6386 yds, Par 70, Slope 111, by William P Bell / updated by Gary Panks . . .

Golfweb lists a few courses by Bill Bell . . .8^). . . most seem to be low-cost munis, but look at this, he did the Stanford University Golf Course, too:

http://www.golfweb.com/courseguide/ocdata?srchkey=advanced&couky=&pk=&hhk=NON&staky=&cntyky=&citky=&prox=&pdist=5&punit=mi&zipky=&ik=&phoky=&bk=any&lk=William+F.+Bell&gk=

This is what they say: http://phoenix.gov/SPORTS/encant18.html

"Completed in 1935, Encanto holds the distinction of being the third
oldest golf course in Arizona. Encanto is ideally suited for the average
golfer. Its level fairways are wide and it has a limited number of hazards. It
sports a relaxed atmosphere enhanced by the course's abundance of mature palm and salt cedar trees, plus some truly spectacular views of downtown Phoenix."
I had a 47-48=95, Mr.
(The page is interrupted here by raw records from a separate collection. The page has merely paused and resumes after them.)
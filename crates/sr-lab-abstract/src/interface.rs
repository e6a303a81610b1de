use crate::packet::Packet;

/// The capability the simulator hands to a protocol entity. All effects of a
/// callback (packets out, timer changes, deliveries) go through this trait.
pub trait SystemContext {
    /// Hand a packet to the unreliable channel. It may be lost or corrupted
    /// in transit; survivors arrive in the order they were sent.
    fn send_packet(&mut self, packet: Packet);

    /// Arm a timer that fires after `delay_ticks` unless cancelled first.
    /// `timer_id` is entity-local; an entity must not start an id it already
    /// has running.
    fn start_timer(&mut self, delay_ticks: u64, timer_id: u32);

    /// Cancel a running timer.
    fn cancel_timer(&mut self, timer_id: u32);

    /// Deliver a payload to the application layer above this entity.
    fn deliver_data(&mut self, data: &[u8]);

    /// Log a message through the simulator's trace output.
    fn log(&mut self, message: &str);

    /// Current simulation time in ticks.
    fn now(&self) -> u64;

    /// Record a numeric metric sample (e.g. outstanding window count) for
    /// later inspection. Default is a no-op.
    fn record_metric(&mut self, _name: &str, _value: f64) {}
}

/// A protocol entity driven by the simulator's event loop. Callbacks run to
/// completion one at a time; there is no re-entrancy.
pub trait TransportProtocol {
    /// Called once before any other callback.
    fn init(&mut self, _ctx: &mut dyn SystemContext) {}

    /// Called when a packet arrives from the channel.
    fn on_packet(&mut self, ctx: &mut dyn SystemContext, packet: Packet);

    /// Called when a previously started timer expires.
    fn on_timer(&mut self, ctx: &mut dyn SystemContext, timer_id: u32);

    /// Called when the application layer submits a message for reliable
    /// transfer.
    fn on_app_data(&mut self, ctx: &mut dyn SystemContext, data: &[u8]);
}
Science carded a 45-39=84. We were very pleased being able to walk, and for Mr. Science being able to use his hand-cart, but all-in-all, we had to grade it out at a 4, both of us: Just too flat & uninspired. . . It would be wrong to call the course "ugly" but some of the trees, the Russian Olives and the Salt Cedars, in particular ARE ugly. It just appears that Bell, and later, Panks, just didn't have enough to work with here for a first rate golf course.
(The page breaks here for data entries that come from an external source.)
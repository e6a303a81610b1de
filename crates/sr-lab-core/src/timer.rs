use sr_lab_abstract::SystemContext;

/// Timer id used for the single retransmission timer each entity owns.
pub const RETRANSMIT_TIMER: u32 = 0;

/// One retransmission timer per entity, multiplexed across the whole
/// outstanding window. The state machine guarantees that every transition
/// resolves to at most one `start_timer`/`cancel_timer` call, so
/// start-while-running and stop-while-idle cannot happen.
#[derive(Debug, Clone, Copy, PartialEq, Eq, Default)]
pub enum RetransmitTimer {
    #[default]
    Idle,
    Armed {
        deadline: u64,
    },
}

impl RetransmitTimer {
    pub fn is_armed(&self) -> bool {
        matches!(self, RetransmitTimer::Armed { .. })
    }

    pub fn deadline(&self) -> Option<u64> {
        match self {
            RetransmitTimer::Armed { deadline } => Some(*deadline),
            RetransmitTimer::Idle => None,
        }
    }

    /// Arm the timer if it is idle; no-op when already armed.
    pub fn ensure_armed(&mut self, ctx: &mut dyn SystemContext, delay_ticks: u64) {
        if let RetransmitTimer::Idle = self {
            ctx.start_timer(delay_ticks, RETRANSMIT_TIMER);
            *self = RetransmitTimer::Armed {
                deadline: ctx.now() + delay_ticks,
            };
        }
    }

    /// Cancel a running timer and arm it afresh.
    pub fn rearm(&mut self, ctx: &mut dyn SystemContext, delay_ticks: u64) {
        self.disarm(ctx);
        self.ensure_armed(ctx, delay_ticks);
    }

    /// Cancel the timer if it is running; no-op when idle.
    pub fn disarm(&mut self, ctx: &mut dyn SystemContext) {
        if self.is_armed() {
            ctx.cancel_timer(RETRANSMIT_TIMER);
            *self = RetransmitTimer::Idle;
        }
    }

    /// Record that the armed duration elapsed. The underlying timer is gone,
    /// so this transitions to idle without a `cancel_timer` call.
    pub fn fired(&mut self) {
        *self = RetransmitTimer::Idle;
    }
}

#[cfg(test)]
mod tests {
    use super::*;
    use crate::testutil::MockContext;

    #[test]
    fn arm_is_idempotent_while_armed() {
        let mut ctx = MockContext::default();
        let mut timer = RetransmitTimer::default();

        timer.ensure_armed(&mut ctx, 24);
        timer.ensure_armed(&mut ctx, 24);
        assert_eq!(ctx.timers_started.len(), 1);
        assert!(timer.is_armed());
        assert_eq!(timer.deadline(), Some(24));
    }

    #[test]
    fn rearm_cancels_then_starts() {
        let mut ctx = MockContext::default();
        let mut timer = RetransmitTimer::default();

        timer.ensure_armed(&mut ctx, 24);
        timer.rearm(&mut ctx, 24);
        assert_eq!(ctx.timers_started.len(), 2);
        assert_eq!(ctx.timers_cancelled.len(), 1);
    }

    #[test]
    fn disarm_when_idle_is_a_no_op() {
        let mut ctx = MockContext::default();
        let mut timer = RetransmitTimer::default();

        timer.disarm(&mut ctx);
        assert!(ctx.timers_cancelled.is_empty());
    }

    #[test]
    fn fired_returns_to_idle_without_cancel() {
        let mut ctx = MockContext::default();
        let mut timer = RetransmitTimer::default();

        timer.ensure_armed(&mut ctx, 24);
        timer.fired();
        assert!(!timer.is_armed());
        assert!(ctx.timers_cancelled.is_empty());
    }
}
//! narrator — batch text-to-speech for Werewolf night narration.
//!
//! Converts the fixed narrator script of a social-deduction party game
//! into MP3 files by calling the ElevenLabs TTS API, one file per
//! narration key.
//!
//! # Quick Start
//!
//! ```no_run
//! use narrator::config::NarratorConfig;
//! use narrator::synth::BatchSynthesizer;
//! use narrator::tts::ElevenLabsSynthesizer;
//!
//! # async fn example() -> narrator::error::Result<()> {
//! let config = NarratorConfig::from_env();
//! let tts = ElevenLabsSynthesizer::from_config(&config);
//! let batch = BatchSynthesizer::new(&config, Box::new(tts));
//! let summary = batch.run(narrator::script::narration_script()).await?;
//! println!("{} files generated", summary.generated);
//! # Ok(())
//! # }
//! ```

pub mod config;
pub mod error;
pub mod script;
pub mod synth;
pub mod tts;
pub mod util;
//! Text-to-speech provider surface.

pub mod elevenlabs;
pub mod http;

pub use elevenlabs::{ElevenLabsSynthesizer, VoiceSettings};

use async_trait::async_trait;
use serde::Deserialize;

use crate::error::NarratorError;

/// Trait for text-to-speech backends.
#[async_trait]
pub trait SpeechSynthesizer: Send + Sync {
    /// Generate speech audio for one narration line.
    async fn synthesize(&self, text: &str) -> Result<Vec<u8>, NarratorError>;
}

/// One voice descriptor from the provider's catalogue.
#[derive(Debug, Clone, Deserialize)]
pub struct Voice {
    pub voice_id: String,
    #[serde(default)]
    pub name: Option<String>,
}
Since Corte Bella, also designed by Panks, is fresh on my mind, tho', I can't help but notice that like Corte Bella, "El Enchanto" has a certain mind-numbing similarity to all the holes that tends to lull the golfer, resulting in unnecessary strokes -- like driving on I10 towards El Paso for 5 or 6 hours can cause a driver to fall asleep and crash. I am a fan of the old "classic" courses by the "Old Masters" like Bredemus, McKinzie, Tillinghast, but I'm not sure this is a good example, even tho' there are no forced carries and no desert hazards around, betwixt, or between: the dormant bermuda is yellow all around, not just in the rough; the course is flat and the tees and greens are barely elevated; the greens are so slow and undulate so subtly that there is often much less break than it seems there ought to be; the traps were very shallow and filled with a coarse dirt rather than sand.

Being a muni, tho', they have been short of water, and Phoenix has been without rain for 75 days straight now -- maybe this is the fate of all Phoenix courses, in a couple of years. . . 8^0. . .
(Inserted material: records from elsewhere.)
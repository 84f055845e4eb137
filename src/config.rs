//! Runtime configuration for the narration batch.
//!
//! Everything the synthesizer needs is carried in one explicit value;
//! there are no ambient globals beyond the process environment it is
//! loaded from.

use std::path::PathBuf;

/// ElevenLabs API root.
pub const DEFAULT_BASE_URL: &str = "https://api.elevenlabs.io";

/// Directory the MP3 files land in.
pub const DEFAULT_OUTPUT_DIR: &str = "audio";

/// "Arnold" — strong authoritative voice, suits a night narrator.
pub const DEFAULT_VOICE_ID: &str = "VR6AewLTigWG4xSOukaG";

pub const DEFAULT_MODEL_ID: &str = "eleven_turbo_v2";

pub const DEFAULT_STABILITY: f32 = 0.3;
pub const DEFAULT_SIMILARITY_BOOST: f32 = 0.8;

/// Configuration for one batch run.
#[derive(Debug, Clone)]
pub struct NarratorConfig {
    pub api_key: String,
    pub voice_id: String,
    pub model_id: String,
    pub base_url: String,
    pub output_dir: PathBuf,
    pub stability: f32,
    pub similarity_boost: f32,
}

impl NarratorConfig {
    /// Config with the given API key and built-in defaults for the rest.
    pub fn new(api_key: impl Into<String>) -> Self {
        Self {
            api_key: api_key.into(),
            voice_id: DEFAULT_VOICE_ID.to_string(),
            model_id: DEFAULT_MODEL_ID.to_string(),
            base_url: DEFAULT_BASE_URL.to_string(),
            output_dir: PathBuf::from(DEFAULT_OUTPUT_DIR),
            stability: DEFAULT_STABILITY,
            similarity_boost: DEFAULT_SIMILARITY_BOOST,
        }
    }

    /// Load from environment variables (and `.env` if present).
    ///
    /// `ELEVENLABS_API_KEY` supplies the key; `NARRATOR_VOICE_ID`,
    /// `ELEVENLABS_BASE_URL` and `NARRATOR_OUTPUT_DIR` override their
    /// defaults when set. A missing key is not an error here — the
    /// provider rejects requests without one.
    pub fn from_env() -> Self {
        let _ = dotenvy::dotenv(); // load .env if present, ignore error
        let mut config = Self::new(std::env::var("ELEVENLABS_API_KEY").unwrap_or_default());

        if let Ok(voice_id) = std::env::var("NARRATOR_VOICE_ID") {
            config.voice_id = voice_id;
        }
        if let Ok(url) = std::env::var("ELEVENLABS_BASE_URL") {
            config.base_url = url;
        }
        if let Ok(dir) = std::env::var("NARRATOR_OUTPUT_DIR") {
            config.output_dir = PathBuf::from(dir);
        }

        config
    }

    pub fn with_voice(mut self, voice_id: impl Into<String>) -> Self {
        self.voice_id = voice_id.into();
        self
    }

    pub fn with_output_dir(mut self, dir: impl Into<PathBuf>) -> Self {
        self.output_dir = dir.into();
        self
    }
}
For the most part, the houses surrounding the course do not intrude, and the trees are set back so that they don't come into play except on very wayward shots. Like on #6, a par 4: my drive leaked right, windblown into the trees guarding the houses along the fairway, but I visualized a 7-wood hook around the trees and onto the green. What I got instead was a carom off a tree, then off a toolshed tin roof in someone's back yard, then back into the rough on the course.
-- Earlier in the round, the fellas we played with had asked us routine questions about where we lived and where we usually played. Mr Science uses that opening to expound on his vision, and of Our Quest: to play all the golf courses in the valley. People are always interested and sometimes envious. Of course we have to mention the blog, too, and how we are rating the courses we played, but how I don't have reviews of some good courses cuz nothing noteworthy happened --
So our playing partners yelled at me "Put THAT in your blog!"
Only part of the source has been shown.